Write out the data below exactly, from its first line to the line containing "config.chembl.base_url = base.to_string();", that line included.

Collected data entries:
»»
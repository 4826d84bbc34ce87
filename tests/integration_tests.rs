//! Integration tests for Drug Discovery MCP
//!
//! Every upstream API is replaced by a mockito server; the registry is built
//! from a config pointing all adapters at it.

use async_trait::async_trait;
use axum::body::{to_bytes, Body};
use axum::http::{Request, StatusCode};
use drug_discovery_mcp::chat::{self, AgentError, AgentSession, AppState, ChatMessage, DeltaStream};
use drug_discovery_mcp::config::{ChatConfig, Config};
use drug_discovery_mcp::mcp::{McpServer, ToolError, ToolRegistry};
use drug_discovery_mcp::models::Record;
use drug_discovery_mcp::sources::{ErrorKind, SourceRegistry};
use futures_util::StreamExt;
use mockito::{Matcher, Server, ServerGuard};
use serde_json::json;
use std::sync::Arc;
use tower::ServiceExt;

/// Config with every adapter pointed at `base`
fn config_for(base: &str) -> Config {
    let mut config = Config::default();
    config.pubmed.base_url = base.to_string();
    config.arxiv.base_url = base.to_string();
    config.chembl.base_url = base.to_string();
    config.clinical_trials.base_url = base.to_string();
    config.tavily.base_url = base.to_string();
    config
}

fn tools_for(server: &ServerGuard) -> ToolRegistry {
    let sources = SourceRegistry::from_config(&config_for(&server.url())).unwrap();
    ToolRegistry::from_sources(sources)
}

const ESEARCH_TWO: &str = r#"<?xml version="1.0" encoding="UTF-8" ?>
<eSearchResult>
  <Count>2</Count><RetMax>2</RetMax><RetStart>0</RetStart>
  <IdList><Id>39000002</Id><Id>39000001</Id></IdList>
</eSearchResult>"#;

// efetch returns the articles in PMID order, not relevance order
const EFETCH_TWO: &str = r#"<?xml version="1.0" ?>
<PubmedArticleSet>
  <PubmedArticle>
    <MedlineCitation>
      <PMID>39000001</PMID>
      <Article>
        <Journal><Title>Cancer Research</Title></Journal>
        <ArticleTitle><i>ERBB2</i> (HER2) amplification in breast cancer.</ArticleTitle>
      </Article>
    </MedlineCitation>
  </PubmedArticle>
  <PubmedArticle>
    <MedlineCitation>
      <PMID>39000002</PMID>
      <Article>
        <Journal><Title>Nature Medicine</Title></Journal>
        <ArticleTitle>Trastuzumab deruxtecan in HER2-low disease.</ArticleTitle>
      </Article>
    </MedlineCitation>
  </PubmedArticle>
</PubmedArticleSet>"#;

async fn mock_pubmed(server: &mut ServerGuard, hits: usize) -> (mockito::Mock, mockito::Mock) {
    let esearch = server
        .mock("GET", "/esearch.fcgi")
        .match_query(Matcher::AllOf(vec![
            Matcher::UrlEncoded("db".into(), "pubmed".into()),
            Matcher::UrlEncoded("term".into(), "HER2".into()),
        ]))
        .with_status(200)
        .with_header("content-type", "text/xml")
        .with_body(ESEARCH_TWO)
        .expect(hits)
        .create_async()
        .await;
    let efetch = server
        .mock("GET", "/efetch.fcgi")
        .match_query(Matcher::UrlEncoded("id".into(), "39000002,39000001".into()))
        .with_status(200)
        .with_header("content-type", "text/xml")
        .with_body(EFETCH_TWO)
        .expect(hits)
        .create_async()
        .await;
    (esearch, efetch)
}

fn paper_ids(records: &[Record]) -> Vec<&str> {
    records
        .iter()
        .map(|r| match r {
            Record::Paper(p) => p.paper_id.as_str(),
            other => panic!("expected paper, got {other:?}"),
        })
        .collect()
}

#[tokio::test]
async fn test_literature_search_by_gene_returns_papers_in_upstream_order() {
    let mut server = Server::new_async().await;
    let (esearch, efetch) = mock_pubmed(&mut server, 1).await;
    let tools = tools_for(&server);

    let records = tools
        .invoke("search_pubmed", json!({"gene": "HER2"}))
        .await
        .unwrap();

    assert_eq!(paper_ids(&records), vec!["39000002", "39000001"]);
    match &records[0] {
        Record::Paper(p) => assert_eq!(p.title, "Trastuzumab deruxtecan in HER2-low disease."),
        _ => unreachable!(),
    }
    match &records[1] {
        Record::Paper(p) => assert_eq!(p.title, "ERBB2 (HER2) amplification in breast cancer."),
        _ => unreachable!(),
    }
    esearch.assert_async().await;
    efetch.assert_async().await;
}

#[tokio::test]
async fn test_trial_search_with_no_matches_is_empty() {
    let mut server = Server::new_async().await;
    let mock = server
        .mock("GET", "/studies")
        .match_query(Matcher::AllOf(vec![
            Matcher::UrlEncoded("query.cond".into(), "breast cancer".into()),
            Matcher::UrlEncoded("filter.overallStatus".into(), "RECRUITING".into()),
        ]))
        .with_status(200)
        .with_header("content-type", "application/json")
        .with_body(r#"{"studies": []}"#)
        .create_async()
        .await;
    let tools = tools_for(&server);

    let records = tools
        .invoke(
            "search_trials",
            json!({"condition": "breast cancer", "status": "recruiting"}),
        )
        .await
        .unwrap();

    assert!(records.is_empty());
    mock.assert_async().await;
}

#[tokio::test]
async fn test_missing_required_field_fails_before_any_request() {
    let mut server = Server::new_async().await;
    let any = server
        .mock("GET", Matcher::Any)
        .expect(0)
        .create_async()
        .await;
    let tools = tools_for(&server);

    let err = tools.invoke("search_pubmed", json!({})).await.unwrap_err();

    assert_eq!(err.kind(), ErrorKind::SchemaViolation);
    assert_eq!(err.field(), Some("query"));
    any.assert_async().await;
}

#[tokio::test]
async fn test_wrong_type_and_bad_pattern_are_schema_violations() {
    let mut server = Server::new_async().await;
    let any = server
        .mock("GET", Matcher::Any)
        .expect(0)
        .create_async()
        .await;
    let tools = tools_for(&server);

    let err = tools
        .invoke("search_pubmed", json!({"query": "HER2", "max_results": "ten"}))
        .await
        .unwrap_err();
    assert_eq!(err.field(), Some("max_results"));

    let err = tools
        .invoke("get_trial", json!({"nct_id": "NCT123"}))
        .await
        .unwrap_err();
    assert_eq!(err.field(), Some("nct_id"));

    let err = tools
        .invoke("get_bioactivity", json!({"standard_type": "IC50"}))
        .await
        .unwrap_err();
    assert_eq!(err.kind(), ErrorKind::SchemaViolation);
    assert!(err.field().unwrap().contains("target_chembl_id"));

    any.assert_async().await;
}

#[tokio::test]
async fn test_same_query_twice_is_idempotent() {
    let mut server = Server::new_async().await;
    let (esearch, efetch) = mock_pubmed(&mut server, 2).await;
    let tools = tools_for(&server);

    let first = tools
        .invoke("search_pubmed", json!({"query": "HER2"}))
        .await
        .unwrap();
    let second = tools
        .invoke("search_pubmed", json!({"keyword": "HER2"}))
        .await
        .unwrap();

    assert_eq!(first, second);
    esearch.assert_async().await;
    efetch.assert_async().await;
}

#[tokio::test]
async fn test_failing_adapter_does_not_affect_another() {
    let mut server = Server::new_async().await;
    let _pubmed = mock_pubmed(&mut server, 1).await;
    server
        .mock("GET", "/activity.json")
        .match_query(Matcher::Any)
        .with_status(500)
        .with_body("internal error")
        .create_async()
        .await;
    let tools = tools_for(&server);

    let err = tools
        .invoke("get_bioactivity", json!({"target_chembl_id": "CHEMBL1824"}))
        .await
        .unwrap_err();
    assert_eq!(err.kind(), ErrorKind::SourceUnavailable);
    match &err {
        ToolError::Source(source) => assert_eq!(source.status(), Some(500)),
        other => panic!("unexpected error: {other:?}"),
    }

    let records = tools
        .invoke("search_pubmed", json!({"query": "HER2"}))
        .await
        .unwrap();
    assert_eq!(records.len(), 2);
}

#[tokio::test]
async fn test_bioactivity_records() {
    let mut server = Server::new_async().await;
    server
        .mock("GET", "/activity.json")
        .match_query(Matcher::AllOf(vec![
            Matcher::UrlEncoded("target_chembl_id".into(), "CHEMBL1824".into()),
            Matcher::UrlEncoded("limit".into(), "10".into()),
        ]))
        .with_status(200)
        .with_header("content-type", "application/json")
        .with_body(
            json!({
                "activities": [{
                    "activity_id": 31863,
                    "molecule_chembl_id": "CHEMBL554",
                    "target_chembl_id": "CHEMBL1824",
                    "target_pref_name": "Receptor protein-tyrosine kinase erbB-2",
                    "assay_type": "B",
                    "standard_type": "IC50",
                    "standard_value": "9.2",
                    "standard_units": "nM",
                    "pchembl_value": "8.04"
                }],
                "page_meta": {"total_count": 1}
            })
            .to_string(),
        )
        .create_async()
        .await;
    let tools = tools_for(&server);

    let records = tools
        .invoke("get_bioactivity", json!({"target_chembl_id": "CHEMBL1824"}))
        .await
        .unwrap();

    match records.as_slice() {
        [Record::Activity(a)] => {
            assert_eq!(a.activity_id, "31863");
            assert_eq!(a.molecule_chembl_id, "CHEMBL554");
            assert_eq!(a.standard_value, Some(9.2));
        }
        other => panic!("unexpected records: {other:?}"),
    }
}

#[tokio::test]
async fn test_unknown_trial_is_unavailable_not_empty() {
    let mut server = Server::new_async().await;
    server
        .mock("GET", "/studies/NCT99999999")
        .match_query(Matcher::Any)
        .with_status(404)
        .with_body("not found")
        .create_async()
        .await;
    let tools = tools_for(&server);

    let err = tools
        .invoke("get_trial", json!({"nct_id": "NCT99999999"}))
        .await
        .unwrap_err();

    assert_eq!(err.kind(), ErrorKind::SourceUnavailable);
    assert_eq!(err.to_failure("get_trial").tool, "get_trial");
}

#[tokio::test]
async fn test_web_search_without_key_fails_but_other_tools_remain() {
    let mut server = Server::new_async().await;
    let tavily = server
        .mock("POST", "/search")
        .expect(0)
        .create_async()
        .await;
    let tools = tools_for(&server);

    assert_eq!(tools.len(), 8);
    let err = tools
        .invoke("web_search", json!({"query": "HER2 inhibitors"}))
        .await
        .unwrap_err();

    assert_eq!(err.kind(), ErrorKind::AuthenticationFailure);
    tavily.assert_async().await;
}

#[tokio::test]
async fn test_web_search_answer_mode() {
    let mut server = Server::new_async().await;
    let mut config = config_for(&server.url());
    config.tavily.api_key = Some("tvly-test".to_string());
    server
        .mock("POST", "/search")
        .match_header("authorization", "Bearer tvly-test")
        .match_body(Matcher::PartialJson(json!({"include_answer": true, "max_results": 5})))
        .with_status(200)
        .with_header("content-type", "application/json")
        .with_body(
            json!({
                "answer": "Tucatinib is an oral HER2 inhibitor.",
                "results": [{"title": "Tucatinib", "url": "https://example.org/t", "content": "..."}]
            })
            .to_string(),
        )
        .create_async()
        .await;
    let tools = ToolRegistry::from_sources(SourceRegistry::from_config(&config).unwrap());

    let records = tools
        .invoke("web_search", json!({"query": "HER2 inhibitor", "search_type": "answer"}))
        .await
        .unwrap();

    assert!(matches!(&records[0], Record::Answer(a) if a.text.starts_with("Tucatinib")));
    assert!(matches!(&records[1], Record::WebResult(w) if w.rank == 1));
}

#[tokio::test]
async fn test_provider_subset() {
    let mut sources = SourceRegistry::from_config(&Config::default()).unwrap();
    sources.retain_providers(&["chembl".to_string()]).unwrap();
    let tools = ToolRegistry::from_sources(sources);

    assert_eq!(
        tools.names().collect::<Vec<_>>(),
        vec!["get_bioactivity", "search_compounds", "search_targets"]
    );
    let err = tools
        .invoke("search_pubmed", json!({"query": "HER2"}))
        .await
        .unwrap_err();
    assert_eq!(err.kind(), ErrorKind::UnknownTool);
}

#[test]
fn test_mcp_server_builds_from_full_registry() {
    let sources = SourceRegistry::from_config(&Config::default()).unwrap();
    let server = McpServer::new(Arc::new(ToolRegistry::from_sources(sources)));
    assert!(server.is_ok());
}

#[test]
fn test_every_tool_schema_is_an_object() {
    let tools = ToolRegistry::from_sources(SourceRegistry::from_config(&Config::default()).unwrap());
    for descriptor in tools.descriptors() {
        let schema = descriptor.input_schema();
        assert_eq!(schema["type"], "object", "{}", descriptor.name);
        assert!(schema["properties"].is_object(), "{}", descriptor.name);
    }
}

#[derive(Debug)]
struct EchoAgent;

#[async_trait]
impl AgentSession for EchoAgent {
    async fn stream(
        &self,
        _model: &str,
        _reasoning: bool,
        messages: Vec<ChatMessage>,
    ) -> Result<DeltaStream, AgentError> {
        let last = messages.last().map(|m| m.content.clone()).unwrap_or_default();
        let parts = vec![Ok("You asked: ".to_string()), Ok(last)];
        Ok(futures_util::stream::iter(parts).boxed())
    }
}

#[tokio::test]
async fn test_chat_round_trip_through_router() {
    let app = chat::router(AppState::new(ChatConfig::default(), Arc::new(EchoAgent)));

    let request = Request::builder()
        .method("POST")
        .uri("/api/chat")
        .header("content-type", "application/json")
        .body(Body::from(
            json!({"message": "Which trials target HER2?", "use_history": false}).to_string(),
        ))
        .unwrap();
    let response = app.oneshot(request).await.unwrap();
    assert_eq!(response.status(), StatusCode::OK);

    let bytes = to_bytes(response.into_body(), usize::MAX).await.unwrap();
    let text = String::from_utf8(bytes.to_vec()).unwrap();
    assert!(text.contains("event: done"));
    assert!(text.contains("You asked: Which trials target HER2?"));
}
««
*Response to the exercise*
repository 4826d84bbc34ce87
filename tests/integration_tests.rs
//! Integration tests for Drug Discovery MCP
//!
//! Every upstream API is replaced by a mockito server; the registry is built
//! from a config pointing all adapters at it.

use async_trait::async_trait;
use axum::body::{to_bytes, Body};
use axum::http::{Request, StatusCode};
use drug_discovery_mcp::chat::{self, AgentError, AgentSession, AppState, ChatMessage, DeltaStream};
use drug_discovery_mcp::config::{ChatConfig, Config};
use drug_discovery_mcp::mcp::{McpServer, ToolError, ToolRegistry};
use drug_discovery_mcp::models::Record;
use drug_discovery_mcp::sources::{ErrorKind, SourceRegistry};
use futures_util::StreamExt;
use mockito::{Matcher, Server, ServerGuard};
use serde_json::json;
use std::sync::Arc;
use tower::ServiceExt;

/// Config with every adapter pointed at `base`
fn config_for(base: &str) -> Config {
    let mut config = Config::default();
    config.pubmed.base_url = base.to_string();
    config.arxiv.base_url = base.to_string();
    config.chembl.base_url = base.to_string();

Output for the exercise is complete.